In order to meet the real world needs of older adults, the ITN model must maintain flexibility. Most drivers, for example, do not give up driving all at once. Often, night driving is the first place where people notice difficulty, so they arrange their schedule to drive only during daylight hours. A driver might be perfectly safe at noontime but have trouble seeing after sunset. The ITN model is built to accommodate such transitions, even if they unfold over years. The driver who sees well in daytime but struggles in low light might volunteer as a driver during the day and be an ITN rider in the evening. Alternatively, an ITN volunteer might use the service for have a medical appointment that necessitates a ride home after. The ITN model allow people to be earning their ride miles even as they use the service, being both part of the transportation solution and a beneficiary of it.

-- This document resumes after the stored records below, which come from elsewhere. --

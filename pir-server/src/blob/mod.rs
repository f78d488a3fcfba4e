//! Byte blob storage for datasets and constructed artifacts.
//!
//! Keys are `/`-separated relative paths such as `pir/<service_id>/table.cbor`.

mod local;
mod memory;

pub use local::LocalBlobStore;
pub use memory::MemoryBlobStore;

use async_trait::async_trait;
use pir_core::PirError;
use thiserror::Error;

#[derive(Debug, Error)]
pub enum BlobError {
    #[error("Blob not found: {0}")]
    NotFound(String),

    #[error("Invalid blob key: {0}")]
    InvalidKey(String),

    #[error("Blob I/O error: {0}")]
    Io(String),
}

impl From<BlobError> for PirError {
    fn from(e: BlobError) -> Self {
        match e {
            BlobError::NotFound(_) => PirError::Lookup(e.to_string()),
            _ => PirError::Storage(e.to_string()),
        }
    }
}

#[async_trait]
pub trait BlobStore: Send + Sync {
    async fn get(&self, key: &str) -> Result<Vec<u8>, BlobError>;

    /// Write `bytes` under `key`, replacing any previous blob atomically.
    async fn put(&self, key: &str, bytes: Vec<u8>) -> Result<(), BlobError>;

    async fn exists(&self, key: &str) -> Result<bool, BlobError>;

    async fn delete(&self, key: &str) -> Result<(), BlobError>;

    /// Keys starting with `prefix`, sorted.
    async fn list(&self, prefix: &str) -> Result<Vec<String>, BlobError>;
}

/// Reject keys that could escape the store root.
pub(crate) fn check_key(key: &str) -> Result<(), BlobError> {
    if key.is_empty()
        || key.starts_with('/')
        || key.contains('\\')
        || key
            .split('/')
            .any(|part| part.is_empty() || part == "." || part == "..")
    {
        return Err(BlobError::InvalidKey(key.to_string()));
    }
    Ok(())
}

The age of membership with ITN is age 60 (though it can vary by affiliate) and is not contingent upon whether the person is still driving or not. ITN offers "dignified transportation," using private vehicles to transport people rather than shuttle buses. Many riders use the front seat rather than the back, and rides are more similar to a trip with friends than a taxi fare. No money is exchanged at the time of the ride, and there is no tipping. Drivers offer "arm-through-arm, door-through-door service," meaning they meet the rider at their door and escort them to the vehicle, and do the same from the car to the destination. Riders will also assist with packages or bags. ITN vehicles are not equipped for electric wheelchairs or other specialty equipment. Riders must be able to transfer themselves in and out of the vehicle with limited assistance.

==Ride Credits==
The ITN model uses Ride Credits to help alleviate the financial constraints that might keep some people from otherwise accessing adequate mobility. The ITN CarTrade Program, for example, allows people to trade in their unused vehicles in exchange for Ride Credits, turning a depreciating asset into mobility. The ITN affiliate sells the vehicle, and the value of the sale gets transferred into the member's Personal Transportation Account. The member can then either use those credits, share them with someone else, or donate them.

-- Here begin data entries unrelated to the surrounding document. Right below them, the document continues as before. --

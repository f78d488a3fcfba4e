//! In-process transport.

use std::sync::Arc;

use async_trait::async_trait;
use dashmap::DashMap;
use uuid::Uuid;

use super::{TopicHandler, TopicMessage, Transport, TransportError};

/// Response captured by [`LocalTransport`].
#[derive(Debug, Clone)]
pub struct SentResponse {
    pub to: String,
    pub topic: String,
    pub payload: Vec<u8>,
}

/// Transport delivering messages to handlers in the same process.
///
/// Responses are kept by request message id until taken.
#[derive(Default)]
pub struct LocalTransport {
    handlers: DashMap<String, Arc<dyn TopicHandler>>,
    responses: DashMap<String, SentResponse>,
}

impl LocalTransport {
    pub fn new() -> Self {
        Self::default()
    }

    /// Deliver `payload` on `topic` and wait for the handler; returns the message id.
    pub async fn deliver(
        &self,
        topic: &str,
        sender: &str,
        payload: Vec<u8>,
    ) -> Result<String, TransportError> {
        let handler = self
            .handlers
            .get(topic)
            .map(|entry| Arc::clone(entry.value()))
            .ok_or_else(|| TransportError::UnknownTopic(topic.to_string()))?;

        let message = TopicMessage {
            topic: topic.to_string(),
            sender: sender.to_string(),
            message_id: Uuid::new_v4().to_string(),
            payload,
        };
        let message_id = message.message_id.clone();
        handler.on_message(message).await;
        Ok(message_id)
    }

    pub fn take_response(&self, message_id: &str) -> Option<SentResponse> {
        self.responses.remove(message_id).map(|(_, response)| response)
    }

    pub fn is_registered(&self, topic: &str) -> bool {
        self.handlers.contains_key(topic)
    }

    pub fn topics(&self) -> Vec<String> {
        let mut topics: Vec<String> = self.handlers.iter().map(|e| e.key().clone()).collect();
        topics.sort();
        topics
    }
}

#[async_trait]
impl Transport for LocalTransport {
    async fn register_topic(
        &self,
        topic: &str,
        handler: Arc<dyn TopicHandler>,
    ) -> Result<(), TransportError> {
        if topic.is_empty() {
            return Err(TransportError::Register("empty topic".to_string()));
        }
        self.handlers.insert(topic.to_string(), handler);
        tracing::debug!(topic = %topic, "Topic registered");
        Ok(())
    }

    async fn send_response(
        &self,
        request: &TopicMessage,
        payload: Vec<u8>,
    ) -> Result<(), TransportError> {
        self.responses.insert(
            request.message_id.clone(),
            SentResponse {
                to: request.sender.clone(),
                topic: request.topic.clone(),
                payload,
            },
        );
        Ok(())
    }
}

impl std::fmt::Debug for LocalTransport {
    fn fmt(&self, f: &mut std::fmt::Formatter<'_>) -> std::fmt::Result {
        f.debug_struct("LocalTransport")
            .field("topics", &self.handlers.len())
            .field("pending_responses", &self.responses.len())
            .finish()
    }
}

#[cfg(test)]
mod tests {
    use super::*;

    struct Echo(std::sync::Weak<LocalTransport>);

    #[async_trait]
    impl TopicHandler for Echo {
        async fn on_message(&self, message: TopicMessage) {
            if let Some(transport) = self.0.upgrade() {
                let payload = message.payload.clone();
                transport.send_response(&message, payload).await.unwrap();
            }
        }
    }

    #[tokio::test]
    async fn test_deliver_and_respond() {
        let transport = Arc::new(LocalTransport::new());
        transport
            .register_topic("agency/PIR/svc", Arc::new(Echo(Arc::downgrade(&transport))))
            .await
            .unwrap();

        let id = transport
            .deliver("agency/PIR/svc", "peer-1", b"ping".to_vec())
            .await
            .unwrap();
        let response = transport.take_response(&id).unwrap();
        assert_eq!(response.to, "peer-1");
        assert_eq!(response.payload, b"ping");
        assert!(transport.take_response(&id).is_none());
    }

    #[tokio::test]
    async fn test_unknown_topic() {
        let transport = LocalTransport::new();
        assert!(matches!(
            transport.deliver("nope", "peer", vec![]).await,
            Err(TransportError::UnknownTopic(_))
        ));
    }
}
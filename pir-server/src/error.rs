//! API error handling module
//!
//! Provides a unified error type for all API endpoints with structured error variants.

use axum::{
    http::StatusCode,
    response::{IntoResponse, Response},
    Json,
};
use pir_core::{ErrorKind, PirError};
use thiserror::Error;

/// API error type with structured variants for different error categories
#[derive(Debug, Error)]
pub enum ApiError {
    /// Bad request - client provided invalid input
    #[error("Bad request: {0}")]
    BadRequest(String),

    /// Not found - requested resource does not exist
    #[error("Not found: {0}")]
    NotFound(String),

    /// Conflict - resource is in a state that forbids the operation
    #[error("Conflict: {0}")]
    Conflict(String),

    /// Internal server error - unexpected server-side failure
    #[error("Internal error: {0}")]
    Internal(String),

    /// Service unavailable - a backend dependency is down
    #[error("Service unavailable: {0}")]
    ServiceUnavailable(String),

    /// PIR core error
    #[error("PIR error: {0}")]
    Pir(#[from] PirError),
}

impl ApiError {
    /// Create a bad request error
    pub fn bad_request(message: impl Into<String>) -> Self {
        Self::BadRequest(message.into())
    }

    /// Create a not found error
    pub fn not_found(message: impl Into<String>) -> Self {
        Self::NotFound(message.into())
    }

    pub fn conflict(message: impl Into<String>) -> Self {
        Self::Conflict(message.into())
    }

    /// Create an internal server error
    pub fn internal(message: impl Into<String>) -> Self {
        Self::Internal(message.into())
    }

    /// Create a service unavailable error
    pub fn service_unavailable(message: impl Into<String>) -> Self {
        Self::ServiceUnavailable(message.into())
    }

    /// Get the HTTP status code for this error
    pub fn status_code(&self) -> StatusCode {
        match self {
            Self::BadRequest(_) => StatusCode::BAD_REQUEST,
            Self::NotFound(_) => StatusCode::NOT_FOUND,
            Self::Conflict(_) => StatusCode::CONFLICT,
            Self::Internal(_) => StatusCode::INTERNAL_SERVER_ERROR,
            Self::ServiceUnavailable(_) => StatusCode::SERVICE_UNAVAILABLE,
            Self::Pir(e) => match e.kind() {
                ErrorKind::Validation | ErrorKind::Obfuscation => StatusCode::BAD_REQUEST,
                ErrorKind::NotFound => StatusCode::NOT_FOUND,
                ErrorKind::NotReady => StatusCode::CONFLICT,
                ErrorKind::AuthorizationDenied => StatusCode::FORBIDDEN,
                ErrorKind::Lookup => StatusCode::SERVICE_UNAVAILABLE,
                ErrorKind::Construction => StatusCode::INTERNAL_SERVER_ERROR,
            },
        }
    }

    /// Get the error code for programmatic error handling
    fn error_code(&self) -> &'static str {
        match self {
            Self::BadRequest(_) => "INVALID_INPUT",
            Self::NotFound(_) => "NOT_FOUND",
            Self::Conflict(_) => "CONFLICT",
            Self::Internal(_) => "INTERNAL_ERROR",
            Self::ServiceUnavailable(_) => "SERVICE_UNAVAILABLE",
            Self::Pir(e) => match e {
                PirError::Validation(_) => "INVALID_INPUT",
                PirError::NotFound(_) => "SERVICE_NOT_FOUND",
                PirError::NotReady { .. } => "SERVICE_NOT_READY",
                PirError::AuthorizationDenied(_) => "AUTHORIZATION_DENIED",
                PirError::Lookup(_) => "LOOKUP_ERROR",
                PirError::Obfuscation(_) => "OBFUSCATION_ERROR",
                PirError::Construction(_) => "CONSTRUCTION_ERROR",
                PirError::Serialization(_) => "SERIALIZATION_ERROR",
                PirError::Storage(_) => "STORAGE_ERROR",
            },
        }
    }

    /// Get sanitized error message for client response
    fn client_message(&self) -> String {
        match self {
            // Backend details stay in the logs
            Self::Pir(PirError::Storage(_)) => "Storage backend error".to_string(),
            Self::Pir(PirError::AuthorizationDenied(_)) => "Authorization denied".to_string(),
            Self::Pir(e) => e.to_string(),
            Self::Internal(_) => "Internal server error".to_string(),
            _ => self.to_string(),
        }
    }

    /// Get the error category for logging
    fn error_category(&self) -> &'static str {
        match self {
            Self::BadRequest(_) => "bad_request",
            Self::NotFound(_) => "not_found",
            Self::Conflict(_) => "conflict",
            Self::Internal(_) => "internal",
            Self::ServiceUnavailable(_) => "service_unavailable",
            Self::Pir(_) => "pir",
        }
    }
}

impl IntoResponse for ApiError {
    fn into_response(self) -> Response {
        let status = self.status_code();
        let category = self.error_category();
        let code = self.error_code();
        let internal_message = self.to_string();
        let client_message = self.client_message();

        // Log based on severity, always including internal details
        if status.is_server_error() {
            tracing::error!(
                status = %status,
                category = category,
                code = code,
                error = %internal_message,
                "Server error"
            );
        } else {
            tracing::warn!(
                status = %status,
                category = category,
                code = code,
                error = %internal_message,
                "Client error"
            );
        }

        let body = serde_json::json!({
            "error": client_message,
            "code": code,
        });

        (status, Json(body)).into_response()
    }
}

Ride Credits also work across the ITN system: A volunteer can spend time driving for one affiliate, and the credits they earn through driving they could then send to a friend or family member in an entirely different part of the country, provided that other community is also covered by an ITN affiliate. The reciprocity of Ride Credits across the ITN network is one of the hallmarks of the ITN system. It is modeled after the Japanese system of Fureai Kippu.

==Policy==

ITNAmerica offers senior transportation and sustainable community mobility resources to students, researchers, policymakers and family members everywhere. The 50 State Policy Project is a policy database for transportation in all 50 states. It focuses on policies that create incentives or remove barriers to the use of private resources for sustainable transportation.

==Rides in Sight==

Rides in Sight is a nationwide information and referral service that helps seniors and visually-impaired adults find transportation options in their local area. Built by ITNAmerica, Rides in Sight features both an online, publicly available searchable database as well as a line that people can call to learn about the transportation options in their area. Each caller's situation is taken into account before transportation referrals are provided—visual impairment, mobility devices, age, length of trip—to ensure the best referral. Rides in Sight is a program of ITNAmerica.

==Funding==

ITNAmerica is a registered 501(c)(3) nonprofit. The organization is funded via multiple avenues: revenue from local affiliates, corporate sponsorship, grants, private and individual donations and research revenue. The ITN model does not rely on government funding. Affiliates can accept government support initially, but within the first few years they are expected to develop a sustainable business model free from reliance on public money.

== Nationwide Affiliate Network ==
The ITN Nationwide Network, which ITNAmerica supports, includes 13 independent nonprofits in 12 states stretching from Maine to Florida to California. In previous years the network grew as large as 25 affiliates.